PROBLEM:
All the data beneath this line is to be reproduced exactly.

DATA SUPPLIED:
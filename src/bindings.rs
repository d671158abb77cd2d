//! Building a populated symbol table from user-supplied values.
//!
//! Values come from three places, later ones winning:
//! 1. the clock (`date`, `year`) and configured defaults
//! 2. dedicated command-line options
//! 3. `SYMBOL=VALUE` assignments
//!
//! Every value is trimmed and validated before it is bound. The engine itself
//! never looks at the environment; callers inject defaults here.

use crate::config::DefaultsConfig;
use crate::error::{Result, ScaffoldError};
use crate::symbols::{Symbol, SymbolTable};
use chrono::{Datelike, NaiveDate};

pub const DEFAULT_ORGANIZATION_NAME: &str = "Rocket Insights, Inc.";
pub const DEFAULT_ORGANIZATION_ID: &str = "com.rocketinsights";

/// Symbols that must end up with a value.
const REQUIRED: [Symbol; 4] = [
	Symbol::OrganizationName,
	Symbol::OrganizationId,
	Symbol::ProductName,
	Symbol::Author,
];

/// Values given explicitly for this run.
#[derive(Debug, Clone, Default)]
pub struct Answers {
	pub product_name: Option<String>,
	pub organization_name: Option<String>,
	pub organization_id: Option<String>,
	pub author: Option<String>,

	/// Raw `SYMBOL=VALUE` assignments, applied in order.
	pub assignments: Vec<String>,
}

/// Fallback values for symbols the user did not answer.
#[derive(Debug, Clone, Default, PartialEq)]
pub struct Defaults {
	pub organization_name: Option<String>,
	pub organization_id: Option<String>,
	pub author: Option<String>,
}

impl Defaults {
	/// Defaults shipped with the tool. There is no built-in author.
	pub fn builtin() -> Self {
		Self {
			organization_name: Some(DEFAULT_ORGANIZATION_NAME.to_string()),
			organization_id: Some(DEFAULT_ORGANIZATION_ID.to_string()),
			author: None,
		}
	}

	/// Configured defaults, falling back to `self` for anything unset.
	pub fn overridden_by(self, config: &DefaultsConfig) -> Self {
		Self {
			organization_name: config.organization_name.clone().or(self.organization_name),
			organization_id: config.organization_id.clone().or(self.organization_id),
			author: config.author.clone().or(self.author),
		}
	}
}

/// Split a `SYMBOL=VALUE` assignment.
pub fn parse_assignment(input: &str) -> Result<(&str, &str)> {
	input
		.split_once('=')
		.map(|(name, value)| (name.trim(), value))
		.ok_or_else(|| ScaffoldError::InvalidAssignment {
			input: input.to_string(),
		})
}

/// Check a single value against the rules for its symbol.
pub fn validate_value(symbol: Symbol, value: &str) -> Result<()> {
	let invalid = |reason: &str| ScaffoldError::InvalidValue {
		symbol: symbol.to_string(),
		reason: reason.to_string(),
	};

	if value.is_empty() {
		return Err(invalid("value must not be empty"));
	}

	match symbol {
		Symbol::OrganizationId => {
			if !value
				.chars()
				.all(|c| c.is_ascii_alphanumeric() || matches!(c, '_' | '.' | '-'))
			{
				return Err(invalid(
					"the organization ID must only use alphanumeric characters",
				));
			}
		}
		Symbol::ProductName => {
			if value.chars().any(char::is_whitespace) {
				return Err(invalid("the product name should not contain whitespace"));
			}
			if value.contains('_') {
				return Err(invalid(
					"the product name should use CamelCase instead of snake_case",
				));
			}
		}
		_ => {}
	}

	Ok(())
}

/// Bind every symbol from answers, defaults and `today`, then validate.
pub fn build_symbol_table(
	answers: &Answers,
	defaults: &Defaults,
	today: NaiveDate,
) -> Result<SymbolTable> {
	let mut table = SymbolTable::new();

	table.bind(Symbol::Date, today.format("%Y-%m-%d").to_string());
	table.bind(Symbol::Year, today.year().to_string());

	let chosen = [
		(
			Symbol::OrganizationName,
			&answers.organization_name,
			&defaults.organization_name,
		),
		(
			Symbol::OrganizationId,
			&answers.organization_id,
			&defaults.organization_id,
		),
		(Symbol::ProductName, &answers.product_name, &None),
		(Symbol::Author, &answers.author, &defaults.author),
	];
	for (symbol, answer, default) in chosen {
		if let Some(value) = answer.as_ref().or(default.as_ref()) {
			bind_checked(&mut table, symbol, value)?;
		}
	}

	for assignment in &answers.assignments {
		let (name, value) = parse_assignment(assignment)?;
		let symbol = name.parse::<Symbol>()?;
		bind_checked(&mut table, symbol, value)?;
	}

	if let Some(missing) = REQUIRED.into_iter().find(|s| table.value_of(*s).is_none()) {
		return Err(ScaffoldError::MissingValue {
			symbol: missing.to_string(),
		});
	}

	Ok(table)
}

fn bind_checked(table: &mut SymbolTable, symbol: Symbol, value: &str) -> Result<()> {
	let value = value.trim();
	validate_value(symbol, value)?;
	log::debug!("{symbol} = {value:?}");
	table.bind(symbol, value);
	Ok(())
}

TASK SOLUTION:
filename src/bindings.rs
repository d671158abb77cd2d
//! Building a populated symbol table from user-supplied values.
//!
//! Values come from three places, later ones winning:
//! 1. the clock (`date`, `year`) and configured defaults
//! 2. dedicated command-line options
//! 3. `SYMBOL=VALUE` assignments
//!
//! Every value is trimmed and validated before it is bound. The engine itself
//! never looks at the environment; callers inject defaults here.

use crate::config::DefaultsConfig;
use crate::error::{Result, ScaffoldError};
use crate::symbols::{Symbol, SymbolTable};
use chrono::{Datelike, NaiveDate};

pub const DEFAULT_ORGANIZATION_NAME: &str = "Rocket Insights, Inc.";
pub const DEFAULT_ORGANIZATION_ID: &str = "com.rocketinsights";

/// Symbols that must end up with a value.
const REQUIRED: [Symbol; 4] = [
	Symbol::OrganizationName,
	Symbol::OrganizationId,
	Symbol::ProductName,
	Symbol::Author,
];

/// Values given explicitly for this run.
#[derive(Debug, Clone, Default)]
pub struct Answers {
	pub product_name: Option<String>,
	pub organization_name: Option<String>,
	pub organization_id: Option<String>,
	pub author: Option<String>,

	/// Raw `SYMBOL=VALUE` assignments, applied in order.
	pub assignments: Vec<String>,
}

/// Fallback values for symbols the user did not answer.
#[derive(Debug, Clone, Default, PartialEq)]
pub struct Defaults {
	pub organization_name: Option<String>,
	pub organization_id: Option<String>,
	pub author: Option<String>,
}

impl Defaults {
	/// Defaults shipped with the tool. There is no built-in author.
	pub fn builtin() -> Self {
		Self {
			organization_name: Some(DEFAULT_ORGANIZATION_NAME.to_string()),
			organization_id: Some(DEFAULT_ORGANIZATION_ID.to_string()),
			author: None,
		}
	}

	/// Configured defaults, falling back to `self` for anything unset.
	pub fn overridden_by(self, config: &DefaultsConfig) -> Self {
		Self {
			organization_name: config.organization_name.clone().or(self.organization_name),
			organization_id: config.organization_id.clone().or(self.organization_id),
			author: config.author.clone().or(self.author),
		}
	}
}

/// Split a `SYMBOL=VALUE` assignment.
pub fn parse_assignment(input: &str) -> Result<(&str, &str)> {
	input
		.split_once('=')
		.map(|(name, value)| (name.trim(), value))
		.ok_or_else(|| ScaffoldError::InvalidAssignment {
			input: input.to_string(),
		})
}

/// Check a single value against the rules for its symbol.
pub fn validate_value(symbol: Symbol, value: &str) -> Result<()> {
	let invalid = |reason: &str| ScaffoldError::InvalidValue {
		symbol: symbol.to_string(),
		reason: reason.to_string(),
	};

	if value.is_empty() {
		return Err(invalid("value must not be empty"));
	}

	match symbol {
		Symbol::OrganizationId => {
			if !value
				.chars()
				.all(|c| c.is_ascii_alphanumeric() || matches!(c, '_' | '.' | '-'))
			{
				return Err(invalid(
					"the organization ID must only use alphanumeric characters",
				));
			}
		}
		Symbol::ProductName => {
			if value.chars().any(char::is_whitespace) {
				return Err(invalid("the product name should not contain whitespace"));
			}
			if value.contains('_') {
				return Err(invalid(
					"the product name should use CamelCase instead of snake_case",
				));
			}
		}
		_ => {}
	}

	Ok(())
}

/// Bind every symbol from answers, defaults and `today`, then validate.
pub fn build_symbol_table(
	answers: &Answers,
	defaults: &Defaults,
	today: NaiveDate,
) -> Result<SymbolTable> {
	let mut table = SymbolTable::new();

	table.bind(Symbol::Date, today.format("%Y-%m-%d").to_string());
	table.bind(Symbol::Year, today.year().to_string());

	let chosen = [
		(
			Symbol::OrganizationName,
			&answers.organization_name,
			&defaults.organization_name,
		),
		(
			Symbol::OrganizationId,
			&answers.organization_id,
			&defaults.organization_id,
		),
		(Symbol::ProductName, &answers.product_name, &None),
		(Symbol::Author, &answers.author, &defaults.author),
	];
	for (symbol, answer, default) in chosen {
		if let Some(value) = answer.as_ref().or(default.as_ref()) {
			bind_checked(&mut table, symbol, value)?;
		}
	}

	for assignment in &answers.assignments {
		let (name, value) = parse_assignment(assignment)?;
		let symbol = name.parse::<Symbol>()?;
		bind_checked(&mut table, symbol, value)?;
	}

	if let Some(missing) = REQUIRED.into_iter().find(|s| table.value_of(*s).is_none()) {
		return Err(ScaffoldError::MissingValue {
			symbol: missing.to_string(),
		});
	}

	Ok(table)
}

fn bind_checked(table: &mut SymbolTable, symbol: Symbol, value: &str) -> Result<()> {
	let value = value.trim();
	validate_value(symbol, value)?;
	log::debug!("{symbol} = {value:?}");
	table.bind(symbol, value);
	Ok(())
}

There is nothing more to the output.